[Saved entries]
────────────────────────────────────────

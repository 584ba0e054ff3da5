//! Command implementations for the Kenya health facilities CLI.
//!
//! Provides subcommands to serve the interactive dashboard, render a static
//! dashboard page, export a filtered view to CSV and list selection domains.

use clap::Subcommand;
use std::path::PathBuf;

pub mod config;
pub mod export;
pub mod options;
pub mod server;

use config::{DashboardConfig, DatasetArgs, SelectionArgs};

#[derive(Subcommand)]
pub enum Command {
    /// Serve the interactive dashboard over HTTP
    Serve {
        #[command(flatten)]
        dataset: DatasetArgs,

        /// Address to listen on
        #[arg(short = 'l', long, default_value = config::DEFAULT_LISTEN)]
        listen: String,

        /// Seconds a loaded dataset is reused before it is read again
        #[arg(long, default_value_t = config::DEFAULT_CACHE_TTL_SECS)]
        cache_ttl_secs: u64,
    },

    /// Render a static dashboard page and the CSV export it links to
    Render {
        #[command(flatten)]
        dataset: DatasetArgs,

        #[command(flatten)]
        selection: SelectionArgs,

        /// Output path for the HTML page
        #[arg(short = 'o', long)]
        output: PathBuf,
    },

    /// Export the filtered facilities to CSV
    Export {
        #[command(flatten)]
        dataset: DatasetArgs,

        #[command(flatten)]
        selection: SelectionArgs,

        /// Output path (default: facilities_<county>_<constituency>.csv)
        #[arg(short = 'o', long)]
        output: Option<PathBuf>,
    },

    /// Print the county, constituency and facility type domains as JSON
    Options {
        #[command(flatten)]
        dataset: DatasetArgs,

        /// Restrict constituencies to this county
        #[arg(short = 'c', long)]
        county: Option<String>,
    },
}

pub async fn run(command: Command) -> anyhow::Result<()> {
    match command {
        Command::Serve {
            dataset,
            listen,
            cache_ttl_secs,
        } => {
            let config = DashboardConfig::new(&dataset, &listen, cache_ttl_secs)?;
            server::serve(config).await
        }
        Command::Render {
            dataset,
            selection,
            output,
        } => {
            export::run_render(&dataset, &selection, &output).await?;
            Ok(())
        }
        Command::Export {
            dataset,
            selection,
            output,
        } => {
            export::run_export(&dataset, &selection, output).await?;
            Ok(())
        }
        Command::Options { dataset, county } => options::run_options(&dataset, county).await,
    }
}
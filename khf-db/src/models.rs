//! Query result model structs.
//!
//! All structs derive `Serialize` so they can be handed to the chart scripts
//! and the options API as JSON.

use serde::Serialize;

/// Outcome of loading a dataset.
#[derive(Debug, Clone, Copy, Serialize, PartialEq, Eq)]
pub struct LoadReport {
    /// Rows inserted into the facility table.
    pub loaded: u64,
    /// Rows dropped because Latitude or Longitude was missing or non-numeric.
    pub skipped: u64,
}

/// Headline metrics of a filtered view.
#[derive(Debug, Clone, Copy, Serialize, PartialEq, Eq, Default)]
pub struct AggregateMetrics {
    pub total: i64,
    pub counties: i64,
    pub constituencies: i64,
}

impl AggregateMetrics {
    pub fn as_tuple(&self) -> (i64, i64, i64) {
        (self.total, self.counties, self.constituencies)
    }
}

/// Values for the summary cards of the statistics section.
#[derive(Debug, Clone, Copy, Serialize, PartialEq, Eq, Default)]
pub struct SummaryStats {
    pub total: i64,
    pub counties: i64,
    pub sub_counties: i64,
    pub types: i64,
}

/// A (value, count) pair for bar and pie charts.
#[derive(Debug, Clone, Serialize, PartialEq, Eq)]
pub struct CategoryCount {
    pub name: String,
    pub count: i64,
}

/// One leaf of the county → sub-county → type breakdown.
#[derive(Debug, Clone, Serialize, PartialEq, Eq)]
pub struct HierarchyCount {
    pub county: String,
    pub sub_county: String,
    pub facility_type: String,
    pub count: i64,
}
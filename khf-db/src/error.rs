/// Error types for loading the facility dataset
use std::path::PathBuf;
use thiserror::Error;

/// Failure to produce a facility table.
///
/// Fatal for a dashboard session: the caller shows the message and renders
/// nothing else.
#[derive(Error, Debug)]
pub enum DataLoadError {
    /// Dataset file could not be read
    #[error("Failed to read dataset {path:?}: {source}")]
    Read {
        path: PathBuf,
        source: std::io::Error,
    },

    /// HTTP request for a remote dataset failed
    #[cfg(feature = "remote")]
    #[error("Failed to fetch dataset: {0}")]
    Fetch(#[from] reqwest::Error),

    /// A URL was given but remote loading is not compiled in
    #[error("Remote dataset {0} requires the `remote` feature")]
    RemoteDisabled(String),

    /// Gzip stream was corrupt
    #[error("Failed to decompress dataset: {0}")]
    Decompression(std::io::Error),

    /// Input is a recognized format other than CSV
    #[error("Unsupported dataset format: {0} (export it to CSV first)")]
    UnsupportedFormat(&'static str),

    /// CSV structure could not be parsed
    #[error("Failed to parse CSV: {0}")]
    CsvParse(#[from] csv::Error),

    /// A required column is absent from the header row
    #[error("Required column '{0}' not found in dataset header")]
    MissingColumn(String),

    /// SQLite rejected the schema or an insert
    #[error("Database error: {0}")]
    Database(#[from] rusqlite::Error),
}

────────────────────────────────────────

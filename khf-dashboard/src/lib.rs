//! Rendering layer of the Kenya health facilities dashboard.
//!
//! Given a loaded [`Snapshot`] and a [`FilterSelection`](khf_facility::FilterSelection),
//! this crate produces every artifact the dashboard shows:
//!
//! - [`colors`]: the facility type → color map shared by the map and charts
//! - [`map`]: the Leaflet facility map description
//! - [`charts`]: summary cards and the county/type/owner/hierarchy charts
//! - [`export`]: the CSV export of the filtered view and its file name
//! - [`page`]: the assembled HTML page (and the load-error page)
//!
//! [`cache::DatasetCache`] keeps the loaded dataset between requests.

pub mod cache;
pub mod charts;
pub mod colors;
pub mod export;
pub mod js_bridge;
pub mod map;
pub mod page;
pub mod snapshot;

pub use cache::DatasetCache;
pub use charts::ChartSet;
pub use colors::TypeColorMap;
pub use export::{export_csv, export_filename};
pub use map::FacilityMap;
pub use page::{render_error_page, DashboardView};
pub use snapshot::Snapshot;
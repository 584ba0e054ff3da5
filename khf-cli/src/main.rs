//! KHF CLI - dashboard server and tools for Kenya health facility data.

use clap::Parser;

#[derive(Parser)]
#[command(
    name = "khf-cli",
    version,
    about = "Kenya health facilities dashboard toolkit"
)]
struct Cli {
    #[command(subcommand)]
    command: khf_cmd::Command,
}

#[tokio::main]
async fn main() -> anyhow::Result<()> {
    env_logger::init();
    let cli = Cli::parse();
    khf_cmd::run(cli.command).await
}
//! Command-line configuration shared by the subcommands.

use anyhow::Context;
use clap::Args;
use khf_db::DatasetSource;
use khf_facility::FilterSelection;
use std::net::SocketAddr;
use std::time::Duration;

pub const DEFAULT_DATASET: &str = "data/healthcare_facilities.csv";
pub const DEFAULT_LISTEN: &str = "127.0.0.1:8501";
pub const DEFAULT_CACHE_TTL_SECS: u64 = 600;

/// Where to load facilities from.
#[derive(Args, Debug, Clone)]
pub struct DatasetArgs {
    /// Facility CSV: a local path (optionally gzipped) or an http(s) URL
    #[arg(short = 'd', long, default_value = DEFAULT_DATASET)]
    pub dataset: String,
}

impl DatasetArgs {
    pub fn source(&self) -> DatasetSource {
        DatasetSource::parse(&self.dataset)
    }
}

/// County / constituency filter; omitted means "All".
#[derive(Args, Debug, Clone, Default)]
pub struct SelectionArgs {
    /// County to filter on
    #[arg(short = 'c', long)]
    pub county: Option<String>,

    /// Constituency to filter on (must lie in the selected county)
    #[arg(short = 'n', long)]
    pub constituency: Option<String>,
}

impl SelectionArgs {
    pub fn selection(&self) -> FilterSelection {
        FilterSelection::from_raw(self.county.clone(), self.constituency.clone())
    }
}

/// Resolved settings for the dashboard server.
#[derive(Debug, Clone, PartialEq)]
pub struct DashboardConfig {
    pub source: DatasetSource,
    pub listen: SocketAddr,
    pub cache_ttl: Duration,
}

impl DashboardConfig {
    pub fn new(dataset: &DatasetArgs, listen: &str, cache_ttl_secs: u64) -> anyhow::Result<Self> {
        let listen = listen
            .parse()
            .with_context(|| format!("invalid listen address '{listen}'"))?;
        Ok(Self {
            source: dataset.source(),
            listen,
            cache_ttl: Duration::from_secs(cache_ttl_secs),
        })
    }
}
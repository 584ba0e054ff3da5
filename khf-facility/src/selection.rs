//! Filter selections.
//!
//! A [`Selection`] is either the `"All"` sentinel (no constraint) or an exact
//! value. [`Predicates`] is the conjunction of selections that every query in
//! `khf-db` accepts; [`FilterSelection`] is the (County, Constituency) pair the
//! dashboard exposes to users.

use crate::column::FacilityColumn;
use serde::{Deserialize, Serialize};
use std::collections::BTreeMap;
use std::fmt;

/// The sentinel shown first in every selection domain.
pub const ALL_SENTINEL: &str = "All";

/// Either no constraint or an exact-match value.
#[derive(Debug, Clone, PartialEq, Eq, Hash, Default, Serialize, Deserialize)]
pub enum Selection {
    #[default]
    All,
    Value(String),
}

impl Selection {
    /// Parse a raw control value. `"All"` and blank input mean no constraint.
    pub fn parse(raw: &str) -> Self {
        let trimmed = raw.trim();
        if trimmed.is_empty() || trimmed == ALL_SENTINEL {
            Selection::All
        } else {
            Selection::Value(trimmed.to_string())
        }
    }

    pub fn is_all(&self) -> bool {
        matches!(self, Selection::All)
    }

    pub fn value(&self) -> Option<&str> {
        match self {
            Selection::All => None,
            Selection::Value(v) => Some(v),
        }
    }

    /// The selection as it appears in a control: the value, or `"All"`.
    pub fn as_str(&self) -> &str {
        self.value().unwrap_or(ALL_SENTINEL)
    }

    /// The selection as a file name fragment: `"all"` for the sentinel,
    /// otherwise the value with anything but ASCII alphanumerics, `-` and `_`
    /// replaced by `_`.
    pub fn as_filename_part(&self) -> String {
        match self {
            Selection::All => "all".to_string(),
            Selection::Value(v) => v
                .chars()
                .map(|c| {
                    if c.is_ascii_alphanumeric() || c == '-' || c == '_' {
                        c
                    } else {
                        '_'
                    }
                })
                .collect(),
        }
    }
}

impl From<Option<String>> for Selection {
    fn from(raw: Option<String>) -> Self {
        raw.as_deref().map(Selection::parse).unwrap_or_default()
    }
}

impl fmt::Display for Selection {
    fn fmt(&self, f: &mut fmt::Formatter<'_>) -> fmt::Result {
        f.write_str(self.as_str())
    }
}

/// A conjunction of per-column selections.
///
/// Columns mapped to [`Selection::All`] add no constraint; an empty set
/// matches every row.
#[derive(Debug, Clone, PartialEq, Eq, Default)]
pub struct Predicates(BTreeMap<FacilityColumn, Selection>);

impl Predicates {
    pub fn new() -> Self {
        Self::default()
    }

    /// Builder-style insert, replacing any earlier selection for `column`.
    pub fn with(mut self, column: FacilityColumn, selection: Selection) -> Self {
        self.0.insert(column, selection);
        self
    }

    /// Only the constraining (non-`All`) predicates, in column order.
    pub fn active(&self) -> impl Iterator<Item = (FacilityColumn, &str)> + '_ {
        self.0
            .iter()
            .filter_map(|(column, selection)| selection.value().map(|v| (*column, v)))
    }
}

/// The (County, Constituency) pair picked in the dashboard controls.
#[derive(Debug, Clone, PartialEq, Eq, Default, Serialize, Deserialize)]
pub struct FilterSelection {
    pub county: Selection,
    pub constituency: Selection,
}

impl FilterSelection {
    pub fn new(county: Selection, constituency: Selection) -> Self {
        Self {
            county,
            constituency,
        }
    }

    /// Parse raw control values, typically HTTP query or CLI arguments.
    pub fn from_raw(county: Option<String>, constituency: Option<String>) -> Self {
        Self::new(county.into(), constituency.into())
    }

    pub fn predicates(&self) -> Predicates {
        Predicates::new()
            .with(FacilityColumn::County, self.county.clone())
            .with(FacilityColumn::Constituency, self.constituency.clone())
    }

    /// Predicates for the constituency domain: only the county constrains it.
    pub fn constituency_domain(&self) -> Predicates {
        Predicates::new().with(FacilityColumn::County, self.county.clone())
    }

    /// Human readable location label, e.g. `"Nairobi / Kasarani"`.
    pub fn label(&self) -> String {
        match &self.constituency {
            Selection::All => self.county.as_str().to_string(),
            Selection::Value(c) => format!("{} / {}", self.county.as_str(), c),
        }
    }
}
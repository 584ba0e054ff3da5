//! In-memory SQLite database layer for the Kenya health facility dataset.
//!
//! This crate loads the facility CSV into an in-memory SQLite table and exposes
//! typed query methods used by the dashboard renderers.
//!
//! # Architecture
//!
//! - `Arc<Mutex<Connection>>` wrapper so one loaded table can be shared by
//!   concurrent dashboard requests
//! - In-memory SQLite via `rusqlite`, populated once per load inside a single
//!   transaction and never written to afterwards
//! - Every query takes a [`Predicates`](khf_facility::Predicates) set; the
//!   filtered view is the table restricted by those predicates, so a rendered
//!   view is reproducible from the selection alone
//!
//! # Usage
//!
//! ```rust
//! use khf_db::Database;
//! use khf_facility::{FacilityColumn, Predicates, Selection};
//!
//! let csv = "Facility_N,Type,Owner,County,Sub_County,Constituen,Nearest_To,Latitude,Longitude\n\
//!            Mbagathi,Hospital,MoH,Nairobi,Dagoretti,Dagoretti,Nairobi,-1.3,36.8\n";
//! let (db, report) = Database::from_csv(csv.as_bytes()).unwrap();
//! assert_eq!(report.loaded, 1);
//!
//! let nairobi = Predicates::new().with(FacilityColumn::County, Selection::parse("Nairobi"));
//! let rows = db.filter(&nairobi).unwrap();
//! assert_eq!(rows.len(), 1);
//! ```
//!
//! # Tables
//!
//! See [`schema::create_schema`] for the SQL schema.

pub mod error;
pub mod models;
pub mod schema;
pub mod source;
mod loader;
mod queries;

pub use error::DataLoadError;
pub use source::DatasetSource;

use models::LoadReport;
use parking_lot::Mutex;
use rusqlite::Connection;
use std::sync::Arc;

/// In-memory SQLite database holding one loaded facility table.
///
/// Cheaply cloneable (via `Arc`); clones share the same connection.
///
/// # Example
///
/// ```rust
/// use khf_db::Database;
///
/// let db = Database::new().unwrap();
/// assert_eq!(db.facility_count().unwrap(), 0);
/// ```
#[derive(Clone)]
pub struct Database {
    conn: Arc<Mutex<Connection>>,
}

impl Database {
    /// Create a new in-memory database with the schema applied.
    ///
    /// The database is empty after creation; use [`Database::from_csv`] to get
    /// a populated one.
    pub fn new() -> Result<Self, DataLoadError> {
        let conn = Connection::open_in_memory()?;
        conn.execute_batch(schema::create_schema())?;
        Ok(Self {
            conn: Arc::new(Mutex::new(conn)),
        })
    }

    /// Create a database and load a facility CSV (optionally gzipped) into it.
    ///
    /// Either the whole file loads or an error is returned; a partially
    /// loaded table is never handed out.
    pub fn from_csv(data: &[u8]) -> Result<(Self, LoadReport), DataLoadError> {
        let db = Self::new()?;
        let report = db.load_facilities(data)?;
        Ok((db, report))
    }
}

────────────────────────────────────────

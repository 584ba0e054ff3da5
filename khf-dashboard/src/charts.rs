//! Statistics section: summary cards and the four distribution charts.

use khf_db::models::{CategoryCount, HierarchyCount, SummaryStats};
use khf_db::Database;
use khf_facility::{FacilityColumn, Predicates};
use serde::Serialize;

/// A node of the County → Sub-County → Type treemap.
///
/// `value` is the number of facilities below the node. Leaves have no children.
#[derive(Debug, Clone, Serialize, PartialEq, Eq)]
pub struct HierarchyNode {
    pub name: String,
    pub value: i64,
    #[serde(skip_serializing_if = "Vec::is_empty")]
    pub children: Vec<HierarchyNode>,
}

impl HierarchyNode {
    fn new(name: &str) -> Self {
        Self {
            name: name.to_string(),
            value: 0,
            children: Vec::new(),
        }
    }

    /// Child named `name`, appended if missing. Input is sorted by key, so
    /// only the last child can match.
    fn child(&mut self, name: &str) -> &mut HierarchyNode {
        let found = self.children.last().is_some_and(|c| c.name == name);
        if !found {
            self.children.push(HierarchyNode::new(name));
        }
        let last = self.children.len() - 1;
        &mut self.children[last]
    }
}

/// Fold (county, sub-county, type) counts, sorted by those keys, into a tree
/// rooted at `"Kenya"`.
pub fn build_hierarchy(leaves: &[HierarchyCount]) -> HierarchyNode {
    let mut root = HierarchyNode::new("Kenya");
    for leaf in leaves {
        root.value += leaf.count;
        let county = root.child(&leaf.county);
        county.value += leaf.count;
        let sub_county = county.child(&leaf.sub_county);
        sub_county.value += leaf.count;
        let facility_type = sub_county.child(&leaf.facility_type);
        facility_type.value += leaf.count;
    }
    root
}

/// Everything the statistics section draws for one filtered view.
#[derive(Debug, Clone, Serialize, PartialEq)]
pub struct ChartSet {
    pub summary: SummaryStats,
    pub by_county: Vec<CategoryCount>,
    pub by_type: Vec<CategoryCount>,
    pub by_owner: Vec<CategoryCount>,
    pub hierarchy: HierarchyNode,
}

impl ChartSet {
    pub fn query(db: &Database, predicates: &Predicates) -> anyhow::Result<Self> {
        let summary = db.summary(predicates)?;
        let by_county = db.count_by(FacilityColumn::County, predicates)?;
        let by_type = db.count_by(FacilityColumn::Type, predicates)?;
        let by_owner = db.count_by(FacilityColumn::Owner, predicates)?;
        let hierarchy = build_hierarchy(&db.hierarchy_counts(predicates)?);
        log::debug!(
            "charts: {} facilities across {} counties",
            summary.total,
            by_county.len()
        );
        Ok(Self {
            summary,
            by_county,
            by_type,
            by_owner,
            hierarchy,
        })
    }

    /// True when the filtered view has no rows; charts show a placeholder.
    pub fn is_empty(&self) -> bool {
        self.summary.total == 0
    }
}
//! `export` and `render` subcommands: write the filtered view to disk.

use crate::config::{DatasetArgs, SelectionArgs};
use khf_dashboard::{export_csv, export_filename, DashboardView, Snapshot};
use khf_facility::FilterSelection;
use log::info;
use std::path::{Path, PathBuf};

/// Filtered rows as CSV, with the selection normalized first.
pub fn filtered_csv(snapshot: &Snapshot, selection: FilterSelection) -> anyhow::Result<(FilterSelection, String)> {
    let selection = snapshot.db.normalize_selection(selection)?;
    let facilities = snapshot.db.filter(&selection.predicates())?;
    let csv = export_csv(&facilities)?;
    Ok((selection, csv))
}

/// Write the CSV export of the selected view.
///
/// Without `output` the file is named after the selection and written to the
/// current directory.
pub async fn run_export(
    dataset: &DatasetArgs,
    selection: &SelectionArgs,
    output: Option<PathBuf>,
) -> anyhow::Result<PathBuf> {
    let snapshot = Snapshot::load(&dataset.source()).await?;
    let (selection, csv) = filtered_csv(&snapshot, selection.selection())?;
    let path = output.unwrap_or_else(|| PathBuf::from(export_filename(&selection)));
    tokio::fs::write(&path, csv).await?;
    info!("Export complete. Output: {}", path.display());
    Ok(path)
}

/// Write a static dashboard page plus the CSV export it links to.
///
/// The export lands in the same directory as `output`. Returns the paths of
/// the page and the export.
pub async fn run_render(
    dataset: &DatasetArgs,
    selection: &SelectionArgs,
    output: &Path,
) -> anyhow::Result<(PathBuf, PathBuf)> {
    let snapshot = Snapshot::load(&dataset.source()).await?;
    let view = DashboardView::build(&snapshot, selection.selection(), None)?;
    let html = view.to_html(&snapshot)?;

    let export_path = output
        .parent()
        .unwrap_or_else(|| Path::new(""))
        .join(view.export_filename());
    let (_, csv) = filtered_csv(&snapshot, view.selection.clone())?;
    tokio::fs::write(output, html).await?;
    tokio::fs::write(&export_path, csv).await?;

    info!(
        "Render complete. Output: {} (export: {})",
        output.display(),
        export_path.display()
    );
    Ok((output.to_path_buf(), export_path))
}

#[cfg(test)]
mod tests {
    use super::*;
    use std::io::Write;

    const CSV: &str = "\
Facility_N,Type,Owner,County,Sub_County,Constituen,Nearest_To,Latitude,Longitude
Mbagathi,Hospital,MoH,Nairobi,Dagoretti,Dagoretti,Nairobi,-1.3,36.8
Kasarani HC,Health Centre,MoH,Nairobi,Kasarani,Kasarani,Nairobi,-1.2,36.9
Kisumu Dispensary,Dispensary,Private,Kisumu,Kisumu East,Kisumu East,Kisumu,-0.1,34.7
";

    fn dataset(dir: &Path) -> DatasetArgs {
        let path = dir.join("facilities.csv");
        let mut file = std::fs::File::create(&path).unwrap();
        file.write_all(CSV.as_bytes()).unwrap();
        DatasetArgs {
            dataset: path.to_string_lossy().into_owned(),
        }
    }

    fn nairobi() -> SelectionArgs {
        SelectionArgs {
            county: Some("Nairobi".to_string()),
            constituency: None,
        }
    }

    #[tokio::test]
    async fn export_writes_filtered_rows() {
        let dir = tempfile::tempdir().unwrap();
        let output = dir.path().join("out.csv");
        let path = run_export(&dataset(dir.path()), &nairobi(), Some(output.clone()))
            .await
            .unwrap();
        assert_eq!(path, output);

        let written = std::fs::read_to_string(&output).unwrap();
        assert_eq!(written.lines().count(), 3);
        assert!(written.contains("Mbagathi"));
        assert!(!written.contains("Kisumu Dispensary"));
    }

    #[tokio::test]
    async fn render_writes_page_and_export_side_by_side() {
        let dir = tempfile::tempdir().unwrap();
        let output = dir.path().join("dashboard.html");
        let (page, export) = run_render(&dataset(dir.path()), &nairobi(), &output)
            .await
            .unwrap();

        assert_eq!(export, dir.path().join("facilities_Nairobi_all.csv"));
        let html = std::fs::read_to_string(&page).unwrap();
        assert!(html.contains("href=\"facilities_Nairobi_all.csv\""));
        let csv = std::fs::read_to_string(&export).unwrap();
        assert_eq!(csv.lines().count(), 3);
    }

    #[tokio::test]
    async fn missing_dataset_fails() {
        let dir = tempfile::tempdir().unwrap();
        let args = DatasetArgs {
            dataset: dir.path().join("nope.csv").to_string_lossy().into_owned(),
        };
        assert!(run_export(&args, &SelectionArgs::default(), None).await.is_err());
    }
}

────────────────────────────────────────

(PROBLEM TO SOLVE) If a line in the data contains the string "loads", copy it.

(WRITTEN SOLUTION)
//! This crate loads the facility CSV into an in-memory SQLite table and exposes
    /// Either the whole file loads or an error is returned; a partially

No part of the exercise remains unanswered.